How to Build Your Own Load Balancer from Scratch
Load balancers are a critical component of modern web infrastructure. They distribute incoming traffic across multiple servers to ensure high availability, reliability, and scalability. While there are many off-the-shelf solutions like Nginx and HAProxy, building your own load balancer is a great way to understand how they work under the hood.
In this blog post, we’ll walk through the process of building a simple yet powerful load balancer from scratch using Python. By the end, you’ll have a working load balancer with features like round-robin scheduling, health checks, weighted distribution, and least connections.
What is a Load Balancer?
A load balancer acts as a traffic cop, routing client requests to multiple backend servers. It ensures that no single server is overwhelmed, improving performance and reliability. Common use cases include:
- Distributing traffic across web servers.

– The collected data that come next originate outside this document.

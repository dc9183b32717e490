//! Identity lookup keys and login-identifier uniqueness rules.
//!
//! Usernames and emails are unique case-insensitively. The persistence layer
//! runs a single pre-check query returning every row that matches either
//! candidate; [`find_collision`] decides which field collided so the error
//! names it. Username wins when both collide.

use crate::error::CoreError;

/// Unique index on `lower(username)`.
pub const USERNAME_CONSTRAINT: &str = "uq_users_username_lower";

/// Unique index on `lower(email)`.
pub const EMAIL_CONSTRAINT: &str = "uq_users_email_lower";

// ---------------------------------------------------------------------------
// Lookups
// ---------------------------------------------------------------------------

/// Field an identity was looked up by.
#[derive(Debug, Clone, Copy, PartialEq, Eq)]
pub enum UserLookup {
    Id,
    Username,
    Email,
}

impl UserLookup {
    fn label(self) -> &'static str {
        match self {
            Self::Id => "id",
            Self::Username => "username",
            Self::Email => "email",
        }
    }

    /// Field-specific `NotFoundError`.
    pub fn not_found(self) -> CoreError {
        let label = self.label();
        CoreError::not_found(
            format!("O {label} informado não foi encontrado no sistema"),
            format!("Verifique se o {label} está digitado corretamente"),
        )
    }
}

// ---------------------------------------------------------------------------
// Uniqueness
// ---------------------------------------------------------------------------

/// A login identifier that must be unique.
#[derive(Debug, Clone, Copy, PartialEq, Eq)]
pub enum UniqueField {
    Username,
    Email,
}

impl UniqueField {
    fn label(self) -> &'static str {
        match self {
            Self::Username => "username",
            Self::Email => "email",
        }
    }

    /// `ValidationError` naming the collided field.
    pub fn taken(self) -> CoreError {
        let label = self.label();
        CoreError::validation(
            format!("O {label} informado já está sendo utilizado."),
            format!("Utilize outro {label} para esta operação."),
        )
    }

    /// Map a database unique-index name back to the field it guards.
    pub fn from_constraint(constraint: &str) -> Option<Self> {
        match constraint {
            USERNAME_CONSTRAINT => Some(Self::Username),
            EMAIL_CONSTRAINT => Some(Self::Email),
            _ => None,
        }
    }
}

/// Candidate values checked by the pre-check. `None` fields are not checked.
#[derive(Debug, Clone, Copy, Default)]
pub struct UniqueCandidate<'a> {
    pub username: Option<&'a str>,
    pub email: Option<&'a str>,
}

impl<'a> UniqueCandidate<'a> {
    pub fn username(username: &'a str) -> Self {
        Self {
            username: Some(username),
            email: None,
        }
    }

    pub fn email(email: &'a str) -> Self {
        Self {
            username: None,
            email: Some(email),
        }
    }

    /// Nothing to check: both fields absent or empty.
    pub fn is_empty(&self) -> bool {
        self.username.is_none_or(str::is_empty) && self.email.is_none_or(str::is_empty)
    }
}

/// Login identifiers of an existing row returned by the pre-check.
#[derive(Debug, Clone, PartialEq, Eq)]
pub struct ExistingIdentifiers {
    pub username: String,
    pub email: String,
}

/// Decide which field of `candidate` collides with `existing`, if any.
///
/// A row can match on username but not email or the reverse, so each field is
/// compared again here. All rows are scanned for a username collision before
/// any email collision is reported.
pub fn find_collision(
    candidate: &UniqueCandidate<'_>,
    existing: &[ExistingIdentifiers],
) -> Option<UniqueField> {
    let collides = |wanted: Option<&str>, held: &str| {
        wanted.is_some_and(|w| !w.is_empty() && w.to_lowercase() == held.to_lowercase())
    };

    if existing
        .iter()
        .any(|row| collides(candidate.username, &row.username))
    {
        return Some(UniqueField::Username);
    }
    if existing
        .iter()
        .any(|row| collides(candidate.email, &row.email))
    {
        return Some(UniqueField::Email);
    }
    None
}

- Handling failover in case a server goes down.
- Scaling applications horizontally.
What We’ll Build
We’ll create a Python-based load balancer with the following features:
- Round-Robin Scheduling: Distribute requests evenly across servers.
- Health Checks: Monitor backend servers and remove unhealthy ones.
- Weighted Round-Robin: Assign weights to servers based on their capacity.
- Least Connections: Forward requests to the server with the fewest active connections.
- Logging: Track requests and monitor performance.
Step 1: Setting Up Backend Servers
Before building the load balancer, we need backend servers to distribute traffic to. For simplicity, we’ll use Python’s built-in HTTP server.
Start Backend Servers:
# Server 1 (Port 8001)
python -m http.server 8001
# Server 2 (Port 8002)
python -m http.server 8002
These servers will act as our backend. In a real-world scenario, you’d replace these with actual web applications.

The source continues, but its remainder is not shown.